Seth asked his condition if it wanted to visit his friends, but his condition convinced him it wasn’t worth it to go, even call.
“Wanna visit my folks?” Seth asked.
“No, I wouldn’t want to embarrass you,” Seth’s condition said.
When Seth did manage to get out, against his condition’s wishes, it stayed home alone.
Then Seth felt guilty, couldn’t help thinking about his condition, about what his condition was doing right now.
All the artifacts Seth had collected over the years he didn’t want to think about anymore.
He kept them on display: His birth certificate laminated and placed on the mantel over the fireplace next to an old Rubik’s Cube—the stickers peeling a bit at the edges—, faded paintings of wheat fields and seaside villas hung on the walls—the paint cracked a bit like soup skin—, a pile of broken televisions and computer monitors sculptured in the corner—their screens like broken windows and nothing good to see out of them anyway—, inviting his condition over to look at them (though, his condition never really left).
Seth’s condition would say things like, “Huh,” and “Oh, my.”
He’d ask his condition for advice on how to care for these artifacts, these relics like photographs of strange chance meetings of long lost lovers or camera footage of failed robbery attempts with hands up against gun barrels and Miranda Rights read in blown-open bank vaults, Monopoly money fluttering like leaves plucked from the bank’s branch by gentle plastic explosive shockwaves, an economic autumn.
Seth’s condition would yawn, secretly make plans to visit with Seth’s memories like old friends Seth never liked who so often showed up on his front porch without calling first to see if he’d even gotten out of bed yet.
Seth couldn’t sleep.
He tore the carpet up, wrapped it around himself like a blanket and stared at all the artifacts he’d collected over the years and didn’t want to think about anymore.
What were these things?
These parts of himself he thought he could identify with?
How did he come to own such strange memorabilia?
Eventually, Seth got to get sick from the layers of dust like peach fuzz growing on all these artifacts he couldn’t take care of anymore.
He moved them all into their own boxes to live, closed and taped the flaps like cracked shingles on their orphanage roofs.
He put them all in a big room at the back of the house where he didn’t have to think about them anymore.
Seth never goes in there.
No room to move.
He accidentally broke the key off in the lock.
The rest of the house, its rooms now were empty.
All he kept was the old Rubik’s Cube.
There are echoes we never hear, hiding in small empty boxes Seth calls rooms.
Seth hides these rooms in a bigger box he calls a house, his hands holding a smaller box he calls a Rubik’s Cube.
The Rubik’s Cube is in the shape of a house Seth calls a house.
The house is dark inside, like where we live.
Seth inhales the darkness, its white mist filling his lungs like water, my lungs creaking like wood.

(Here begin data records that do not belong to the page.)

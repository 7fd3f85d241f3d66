//! Peer-table synchronization
//!
//! Tables only grow: merges add unknown addresses and never downgrade a
//! rank already recorded locally. Convergence is eventual; concurrent joins
//! may briefly leave nodes with different views.

use crate::cluster::{Cluster, PeerTable, Rank};
use crate::common::rpc::Reply;
use futures_util::future::join_all;
use std::sync::Arc;

impl Cluster {
    /// Pull the coordinator's table on startup. Failure leaves the local
    /// table untouched and is only logged.
    pub async fn fetch_peer_table(&self, bootstrap: &str) -> usize {
        if bootstrap == self.address {
            tracing::info!("[{}] bootstrapping as coordinator, nothing to sync", self.address);
            return 0;
        }
        match self.transport.send_peer_table(bootstrap, self.timeouts.sync).await {
            Ok(remote) => {
                let mut state = self.state();
                let added = state.peers.merge(&remote);
                tracing::info!(
                    "[{}] synced peer table from {}: {}",
                    self.address,
                    bootstrap,
                    state.peers
                );
                added
            }
            Err(e) => {
                tracing::warn!(
                    "[{}] failed to sync peer table from {}: {}; using local table only",
                    self.address,
                    bootstrap,
                    e
                );
                0
            }
        }
    }

    /// Merge a table pushed by a peer.
    pub fn receive_peer_table(&self, incoming: &PeerTable) -> usize {
        let mut state = self.state();
        let added = state.peers.merge(incoming);
        if added > 0 {
            tracing::info!("[{}] peer table updated: {}", self.address, state.peers);
        } else {
            tracing::debug!("[{}] peer table unchanged", self.address);
        }
        added
    }

    pub fn send_peer_table(&self) -> PeerTable {
        self.state().peers.clone()
    }

    /// Insert or update one entry, then push the full table to every peer.
    pub async fn update_peer_entry(&self, address: &str, rank: Rank) -> usize {
        {
            let mut state = self.state();
            state.peers.upsert(address, rank);
            tracing::info!("[{}] peer table updated: {}", self.address, state.peers);
        }
        self.broadcast_peer_table().await
    }

    /// Best-effort push of the local table. Returns how many peers took it.
    pub async fn broadcast_peer_table(&self) -> usize {
        let table = self.send_peer_table();
        let table = &table;
        let targets: Vec<&String> = table.others(&self.address).map(|(address, _)| address).collect();

        let results = join_all(targets.into_iter().map(|peer| async move {
            let res = self
                .transport
                .receive_peer_table(peer, table, self.timeouts.broadcast)
                .await;
            (peer, res)
        }))
        .await;

        let mut delivered = 0;
        for (peer, res) in results {
            match res {
                Ok(_) => delivered += 1,
                Err(e) => tracing::warn!("[{}] failed to broadcast table to {}: {}", self.address, peer, e),
            }
        }
        delivered
    }

    /// Heartbeat from another node. Unknown callers are registered right
    /// away so the reply already reflects them; the table update and
    /// rebroadcast run in the background.
    pub fn handle_ping(self: &Arc<Self>, address: &str, rank: Rank) -> Reply {
        if address.is_empty() || address == self.address {
            return Reply::Pong;
        }

        let registered = {
            let mut state = self.state();
            !state.peers.contains(address) && {
                state.peers.upsert(address, rank);
                true
            }
        };

        if registered {
            tracing::info!("[{}] ping from new peer {} (rank {})", self.address, address, rank);
            let this = Arc::clone(self);
            let address = address.to_string();
            self.workers.spawn("update-peer-entry", async move {
                this.update_peer_entry(&address, rank).await;
            });
        }
        Reply::Pong
    }
}

#[cfg(test)]
mod tests {
    use crate::cluster::transport::MemoryTransport;
    use crate::cluster::{Cluster, PeerTable};
    use std::sync::Arc;
    use std::time::Duration;

    fn node(net: &Arc<MemoryTransport>, address: &str, rank: i64) -> Arc<Cluster> {
        let cluster = Arc::new(Cluster::new(address, rank, net.clone()));
        net.register(&cluster);
        cluster
    }

    #[tokio::test]
    async fn test_fetch_merges_bootstrap_table() {
        let net = MemoryTransport::new();
        let a = node(&net, "A", 5);
        a.receive_peer_table(&[("C", 9)].into_iter().collect());
        let b = node(&net, "B", 2);

        assert_eq!(b.fetch_peer_table("A").await, 2);
        let expected: PeerTable = [("A", 5), ("B", 2), ("C", 9)].into_iter().collect();
        assert_eq!(b.peers(), expected);
    }

    #[tokio::test]
    async fn test_fetch_failure_keeps_local_table() {
        let net = MemoryTransport::new();
        let b = node(&net, "B", 2);
        assert_eq!(b.fetch_peer_table("nowhere").await, 0);
        assert_eq!(b.peers(), PeerTable::with_self("B", 2));
    }

    #[tokio::test]
    async fn test_update_broadcasts_past_dead_peers() {
        let net = MemoryTransport::new();
        let a = node(&net, "A", 5);
        let c = node(&net, "C", 9);
        a.receive_peer_table(&[("C", 9), ("dead", 4)].into_iter().collect());

        let delivered = a.update_peer_entry("B", 2).await;
        assert_eq!(delivered, 1);
        assert_eq!(c.peers().get("B"), Some(2));
        assert_eq!(c.peers().get("dead"), Some(4));
    }

    #[tokio::test]
    async fn test_ping_registers_unknown_caller() {
        let net = MemoryTransport::new();
        let a = node(&net, "A", 5);
        let c = node(&net, "C", 9);
        a.receive_peer_table(&[("C", 9)].into_iter().collect());

        assert_eq!(a.handle_ping("B", 2), crate::common::rpc::Reply::Pong);
        assert_eq!(a.peers().get("B"), Some(2));

        // the rebroadcast reaches C in the background
        tokio::time::timeout(Duration::from_secs(2), async {
            while c.peers().get("B").is_none() {
                tokio::time::sleep(Duration::from_millis(5)).await;
            }
        })
        .await
        .unwrap();

        // anonymous and repeat pings change nothing
        a.handle_ping("", 0);
        a.handle_ping("B", 1);
        assert_eq!(a.peers().len(), 3);
        assert_eq!(a.peers().get("B"), Some(2));
    }
}
/// Owned, per-device PN53x state (spec §3 "Chip state (PN53x)").
pub struct Pn53xChip {
    pub capabilities: Capabilities,
    pub power_mode: PowerMode,
    pub operating_mode: OperatingMode,
    last_command: Option<u8>,
    /// `ui8Parameters`: the chip has no readback for `SetParameters`, so
    /// the last value written is cached here.
    parameters: u8,
    /// `ui8TxBits`: residual transmission-bit-count register cache.
    tx_bits: u8,
    pub target: Option<TargetDescriptor>,
    registers: RegisterCache,
}
//! PC/SC driver for ACR122-family readers (spec §6.2, §6.3): `specifier` is
//! the PC/SC reader name as reported by `scan()`.

use crate::device::{Device, DEFAULT_TIMEOUT};
use crate::driver::{DriverOps, ScanType};
use crate::drivers::finish_open;
use crate::error::Result;
use crate::transport::pcsc::PcscTransport;

pub struct Acr122PcscDriver;

impl DriverOps for Acr122PcscDriver {
    fn name(&self) -> &'static str {
        "acr122_pcsc"
    }

    fn scan_type(&self) -> ScanType {
        ScanType::NotIntrusive
    }

    fn scan(&self) -> Vec<String> {
        PcscTransport::scan()
    }

    fn open(&self, specifier: &str, _baudrate: Option<u32>) -> Result<Device> {
        let transport = PcscTransport::open(specifier)?;
        let (transport, chip) = finish_open(Box::new(transport), DEFAULT_TIMEOUT)?;
        let connstring = format!("acr122_pcsc:{specifier}");
        Ok(Device::new(connstring, "ACR122 (PC/SC)".to_string(), transport, chip))
    }
}
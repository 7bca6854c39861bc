//! Timed-transceive bit-precision timing corrections (spec §4.10).
//!
//! Used by the low-level primitive that measures a tag's response latency
//! in 13.56 MHz cycles, for Mifare-Classic key recovery by external
//! utilities (this crate provides the primitive only — the cryptanalysis
//! itself is out of scope per spec §1).

use crate::chip::capability::ChipVariant;

/// Fixed Rx detection lag, in 128-cycle units: 2x for PN531, 5x otherwise.
pub fn rx_detection_lag_cycles(variant: ChipVariant) -> u32 {
    let units = match variant {
        ChipVariant::Pn531 => 2,
        _ => 5,
    };
    units * 128
}

/// 64-cycle adjustment depending on the parity bit of the last transmitted byte.
pub fn parity_adjustment_cycles(last_tx_parity_bit: bool) -> i32 {
    if last_tx_parity_bit {
        64
    } else {
        0
    }
}

/// Device-specific empirical correction constant (spec §4.10).
#[derive(Debug, Clone, Copy, PartialEq, Eq)]
pub enum DeviceModel {
    Pn531,
    Pn532,
    AskLogo,
    Scl3711OrPn533,
    Sony,
    Touchatag,
    Acr122,
}

pub fn empirical_correction_cycles(model: DeviceModel) -> u32 {
    match model {
        DeviceModel::Pn531 => 50,
        DeviceModel::Pn532 => 48,
        DeviceModel::AskLogo => 50,
        DeviceModel::Scl3711OrPn533 => 46,
        DeviceModel::Sony => 54,
        DeviceModel::Touchatag => 50,
        DeviceModel::Acr122 => 46,
    }
}

/// Best-effort default when the caller has no more specific board identity
/// than the chip variant reported by `GetFirmwareVersion` (spec §4.10: the
/// correction constant is really per-USB-product, not per-chip, but most
/// callers only know the chip they are talking to).
pub fn default_model_for_variant(variant: ChipVariant) -> DeviceModel {
    match variant {
        ChipVariant::Pn531 => DeviceModel::Pn531,
        ChipVariant::Pn532 => DeviceModel::Pn532,
        ChipVariant::RcS360 => DeviceModel::Sony,
        ChipVariant::Pn533 => DeviceModel::Scl3711OrPn533,
    }
}

/// Corrects a raw timer cycle count for prescaler width, Rx detection lag,
/// parity adjustment, and the device's empirical correction constant.
///
/// The prescaler widens each raw tick by `2 * prescaler + 1` (one extra
/// count beyond the doubled prescaler, per `__pn53x_get_timer`'s
/// `u16cycles *= (timer_prescaler * 2 + 1); u32cycles++;`), not a power of
/// two.
pub fn corrected_cycle_count(
    raw_timer_value: u32,
    prescaler: u8,
    variant: ChipVariant,
    model: DeviceModel,
    last_tx_parity_bit: bool,
) -> u32 {
    let widened = raw_timer_value.saturating_mul(2 * prescaler as u32 + 1) + 1;
    let lag = rx_detection_lag_cycles(variant);
    let parity_adj = parity_adjustment_cycles(last_tx_parity_bit);
    let empirical = empirical_correction_cycles(model);
    let total = widened as i64 - lag as i64 + parity_adj as i64 + empirical as i64;
    total.max(0) as u32
}

#[cfg(test)]
mod tests {
    use super::*;

    #[test]
    fn pn531_has_half_the_rx_lag_of_pn532() {
        assert_eq!(rx_detection_lag_cycles(ChipVariant::Pn531), 256);
        assert_eq!(rx_detection_lag_cycles(ChipVariant::Pn532), 640);
    }

    #[test]
    fn parity_adjustment_is_64_or_0() {
        assert_eq!(parity_adjustment_cycles(true), 64);
        assert_eq!(parity_adjustment_cycles(false), 0);
    }

    #[test]
    fn empirical_constants_match_spec_table() {
        assert_eq!(empirical_correction_cycles(DeviceModel::Sony), 54);
        assert_eq!(empirical_correction_cycles(DeviceModel::Scl3711OrPn533), 46);
    }
}
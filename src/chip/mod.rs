//! The PN53x command engine: frame codec, register cache, capability
//! selection, power-mode state machine, and the transceive pipeline that
//! ties them together (spec §4.3-§4.10).

pub mod capability;
pub mod commands;
pub mod engine;
pub mod frame;
pub mod power;
pub mod registers;
pub mod target;
pub mod timing;

pub use capability::{Capabilities, ChipVariant, Modulations};
pub use engine::Pn53xChip;
pub use power::{OperatingMode, PowerMode};
pub use target::TargetDescriptor;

I can do it, he says, gurgling.
Seth’s hands twisting the stories of this house, he rearranges the rooms he calls rooms inside this house where we live in darkness like a rainbow’s shadow.
We’re in a green room, second story.
Seth twists, wood of this house creaking like water in our lungs, his fingers twirling these rooms, their colors, around us.
The living room is yellow and slides out from under an upstairs bedroom, blue, the walls cracking in half, floorboards snapping like bone, the bedroom dropping to the first story, the living room sliding on top of it.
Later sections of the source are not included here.